[Instructions to follow]: Look through the records and report how many lines include the word "GzEncoder", with no other words.

[Data for this task]:
────────────────────────────────────────

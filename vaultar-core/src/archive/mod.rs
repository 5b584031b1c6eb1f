//! A thin streaming layer over `tar::Builder`/`tar::Archive` wrapping an
//! optional compression filter chain (`none|gzip|bzip2|xz|lz4`).

use std::fs::File;
use std::io::{self, Read, Write};
use std::path::Path;

use crate::error::{Result, VaultarError};
use crate::options::Compression;

pub const LOGICAL_CHECKSUMS: &str = "/checksums";
pub const LOGICAL_REMOVED: &str = "/removed";

pub fn logical_file_path(abs_path: &Path) -> String {
    format!("/files{}", abs_path.display())
}

enum Encoder<W: Write> {
    None(W),
    Gzip(flate2::write::GzEncoder<W>),
    Bzip2(bzip2::write::BzEncoder<W>),
    Xz(xz2::write::XzEncoder<W>),
    Lz4(lz4_flex::frame::FrameEncoder<W>),
}

impl<W: Write> Write for Encoder<W> {
    fn write(&mut self, buf: &[u8]) -> io::Result<usize> {
        match self {
            Encoder::None(w) => w.write(buf),
            Encoder::Gzip(w) => w.write(buf),
            Encoder::Bzip2(w) => w.write(buf),
            Encoder::Xz(w) => w.write(buf),
            Encoder::Lz4(w) => w.write(buf),
        }
    }
    fn flush(&mut self) -> io::Result<()> {
        match self {
            Encoder::None(w) => w.flush(),
            Encoder::Gzip(w) => w.flush(),
            Encoder::Bzip2(w) => w.flush(),
            Encoder::Xz(w) => w.flush(),
            Encoder::Lz4(w) => w.flush(),
        }
    }
}

impl<W: Write> Encoder<W> {
    fn finish(self) -> io::Result<W> {
        match self {
            Encoder::None(w) => Ok(w),
            Encoder::Gzip(w) => w.finish(),
            Encoder::Bzip2(w) => w.finish(),
            Encoder::Xz(w) => w.finish(),
            Encoder::Lz4(w) => w
                .finish()
                .map_err(|e| io::Error::new(io::ErrorKind::Other, e)),
        }
    }
}

fn wrap_writer(inner: File, compression: Compression, level: Option<u32>) -> Encoder<File> {
    match compression {
        Compression::None => Encoder::None(inner),
        Compression::Gzip => {
            let lvl = flate2::Compression::new(level.unwrap_or(6));
            Encoder::Gzip(flate2::write::GzEncoder::new(inner, lvl))
        }
        Compression::Bzip2 => {
            let lvl = bzip2::Compression::new(level.unwrap_or(6));
            Encoder::Bzip2(bzip2::write::BzEncoder::new(inner, lvl))
        }
        Compression::Xz => Encoder::Xz(xz2::write::XzEncoder::new(inner, level.unwrap_or(6))),
        Compression::Lz4 => Encoder::Lz4(lz4_flex::frame::FrameEncoder::new(inner)),
    }
}

fn wrap_reader(inner: File, compression: Compression) -> Box<dyn Read> {
    match compression {
        Compression::None => Box::new(inner),
        Compression::Gzip => Box::new(flate2::read::GzDecoder::new(inner)),
        Compression::Bzip2 => Box::new(bzip2::read::BzDecoder::new(inner)),
        Compression::Xz => Box::new(xz2::read::XzDecoder::new(inner)),
        Compression::Lz4 => Box::new(lz4_flex::frame::FrameDecoder::new(inner)),
    }
}

/// Metadata carried alongside a stream being added to the archive (spec
/// §4.6 header fields).
#[derive(Clone, Debug)]
pub struct EntryMetadata {
    pub size: u64,
    pub mode: u32,
    pub mtime: u64,
    pub uid: u32,
    pub gid: u32,
    pub uname: Option<String>,
    pub gname: Option<String>,
}

impl EntryMetadata {
    /// Build metadata for a real file, masking the mode to `0o1777` as the
    /// spec requires, and resolving owner/group names where possible.
    #[cfg(unix)]
    pub fn from_fs_metadata(metadata: &std::fs::Metadata) -> Self {
        use std::os::unix::fs::MetadataExt;
        let uid = metadata.uid();
        let gid = metadata.gid();
        EntryMetadata {
            size: metadata.size(),
            mode: metadata.mode() & 0o1777,
            mtime: metadata
                .modified()
                .ok()
                .and_then(|t| t.duration_since(std::time::UNIX_EPOCH).ok())
                .map(|d| d.as_secs())
                .unwrap_or(0),
            uid,
            gid,
            uname: users::get_user_by_uid(uid).map(|u| u.name().to_string_lossy().into_owned()),
            gname: users::get_group_by_gid(gid).map(|g| g.name().to_string_lossy().into_owned()),
        }
    }

    /// Synthetic metadata for a generated manifest stream (`/checksums`,
    /// `/removed`), owned by the running process.
    pub fn synthetic(size: u64) -> Self {
        EntryMetadata {
            size,
            mode: 0o644,
            mtime: std::time::SystemTime::now()
                .duration_since(std::time::UNIX_EPOCH)
                .map(|d| d.as_secs())
                .unwrap_or(0),
            uid: 0,
            gid: 0,
            uname: None,
            gname: None,
        }
    }
}

/// Wraps `tar::Builder` over the chosen compression filter. Must have
/// `close()` called on every exit path or the tar trailer (and any
/// compressor trailer) never gets written, leaving a truncated archive.
pub struct ArchiveWriter {
    builder: tar::Builder<Encoder<File>>,
}

impl ArchiveWriter {
    pub fn create(out_path: &Path, compression: Compression, level: Option<u32>) -> Result<Self> {
        let file = File::create(out_path)?;
        let encoder = wrap_writer(file, compression, level);
        Ok(Self {
            builder: tar::Builder::new(encoder),
        })
    }

    /// Streams `reader` into the archive under `logical_path`, in
    /// `BUF_SIZE` chunks, with a header derived from `metadata`.
    pub fn add_stream(
        &mut self,
        reader: &mut impl Read,
        logical_path: &str,
        metadata: &EntryMetadata,
    ) -> Result<()> {
        let mut header = tar::Header::new_gnu();
        header.set_size(metadata.size);
        header.set_mode(metadata.mode);
        header.set_mtime(metadata.mtime);
        header.set_uid(metadata.uid as u64);
        header.set_gid(metadata.gid as u64);
        if let Some(uname) = &metadata.uname {
            let _ = header.set_username(uname);
        }
        if let Some(gname) = &metadata.gname {
            let _ = header.set_groupname(gname);
        }
        header.set_cksum();

        self.builder
            .append_data(&mut header, logical_path, BoundedCopy(reader))?;
        Ok(())
    }

    pub fn close(mut self) -> Result<()> {
        let encoder = self.builder.into_inner()?;
        let file = encoder.finish()?;
        file.sync_all()?;
        Ok(())
    }
}

/// `tar::Builder::append_data` takes any `Read`; this wrapper exists only
/// to document that payload copies happen in the digest module's
/// `BUF_SIZE` chunks via the underlying `io::copy` inside the `tar` crate,
/// not materialized whole.
struct BoundedCopy<'a, R: Read>(&'a mut R);
impl<'a, R: Read> Read for BoundedCopy<'a, R> {
    fn read(&mut self, buf: &mut [u8]) -> io::Result<usize> {
        self.0.read(buf)
    }
}

/// Reads a finished archive back out, for prior-run extraction (spec
/// §4.8 step 3) and for the restore path.
pub struct ArchiveReader;

impl ArchiveReader {
    /// Scans headers and writes the first entry whose path equals
    /// `logical_path` to `out_path`; stops at the first match. The
    /// archive's compression must be known by the caller — it was chosen
    /// at `create` time and is not self-describing in this container.
    pub fn extract_one(
        archive_path: &Path,
        compression: Compression,
        logical_path: &str,
        out_path: &Path,
    ) -> Result<()> {
        let file = File::open(archive_path)?;
        let reader = wrap_reader(file, compression);
        Self::scan_and_extract(reader, logical_path, out_path)
    }

    fn scan_and_extract(reader: Box<dyn Read>, logical_path: &str, out_path: &Path) -> Result<()> {
        let mut archive = tar::Archive::new(reader);
        for entry in archive.entries()? {
            let mut entry = entry?;
            let path = entry.path()?.to_string_lossy().into_owned();
            if path == logical_path.trim_start_matches('/') || path == logical_path {
                let mut out = File::create(out_path)?;
                io::copy(&mut entry, &mut out)?;
                return Ok(());
            }
        }
        Err(VaultarError::Format(format!(
            "archive member not found: {logical_path}"
        )))
    }

    /// Extracts every `/files/...` member to its recorded absolute path
    /// under `dest_root`, preserving the relative structure beneath
    /// `/files`. The restore path itself sits outside this pipeline's
    /// core contract; this is the thin mechanical half of it, reusing the
    /// same container reader the backup side writes.
    pub fn unpack_files(archive_path: &Path, compression: Compression, dest_root: &Path) -> Result<u64> {
        let file = File::open(archive_path)?;
        let reader = wrap_reader(file, compression);
        let mut archive = tar::Archive::new(reader);
        let mut count = 0u64;

        for entry in archive.entries()? {
            let mut entry = entry?;
            let path = entry.path()?.to_string_lossy().into_owned();
            let Some(rel) = path.strip_prefix("files/").or_else(|| path.strip_prefix("/files/")) else {
                continue;
            };
            let dest = dest_root.join(rel);
            if let Some(parent) = dest.parent() {
                std::fs::create_dir_all(parent)?;
            }
            let mut out = File::create(&dest)?;
            io::copy(&mut entry, &mut out)?;
            #[cfg(unix)]
            {
                use std::os::unix::fs::PermissionsExt;
                let mode = entry.header().mode().unwrap_or(0o644);
                let _ = std::fs::set_permissions(&dest, std::fs::Permissions::from_mode(mode));
            }
            count += 1;
        }
        Ok(count)
    }
}

#[cfg(test)]
mod tests {
    use super::*;
    use std::io::Cursor;

    #[test]
    fn round_trips_a_single_member_uncompressed() {
        let dir = tempfile::tempdir().unwrap();
        let archive_path = dir.path().join("out.tar");

        let mut writer = ArchiveWriter::create(&archive_path, Compression::None, None).unwrap();
        let payload = b"hello\n";
        writer
            .add_stream(
                &mut Cursor::new(payload.to_vec()),
                LOGICAL_CHECKSUMS,
                &EntryMetadata::synthetic(payload.len() as u64),
            )
            .unwrap();
        writer.close().unwrap();

        let out_path = dir.path().join("checksums.out");
        ArchiveReader::extract_one(
            &archive_path,
            Compression::None,
            LOGICAL_CHECKSUMS,
            &out_path,
        )
        .unwrap();

        let got = std::fs::read(&out_path).unwrap();
        assert_eq!(got, payload);
    }

    #[test]
    fn round_trips_through_gzip() {
        let dir = tempfile::tempdir().unwrap();
        let archive_path = dir.path().join("out.tar.gz");

        let mut writer = ArchiveWriter::create(&archive_path, Compression::Gzip, None).unwrap();
        let payload = b"world";
        writer
            .add_stream(
                &mut Cursor::new(payload.to_vec()),
                LOGICAL_REMOVED,
                &EntryMetadata::synthetic(payload.len() as u64),
            )
            .unwrap();
        writer.close().unwrap();

        let out_path = dir.path().join("removed.out");
        ArchiveReader::extract_one(&archive_path, Compression::Gzip, LOGICAL_REMOVED, &out_path)
            .unwrap();

        let got = std::fs::read(&out_path).unwrap();
        assert_eq!(got, payload);
    }

    #[test]
    fn logical_file_path_is_prefixed_with_files() {
        let p = Path::new("/home/alice/docs/a.txt");
        assert_eq!(logical_file_path(p), "/files/home/alice/docs/a.txt");
    }
}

────────────────────────────────────────

[Response for this exercise]: 2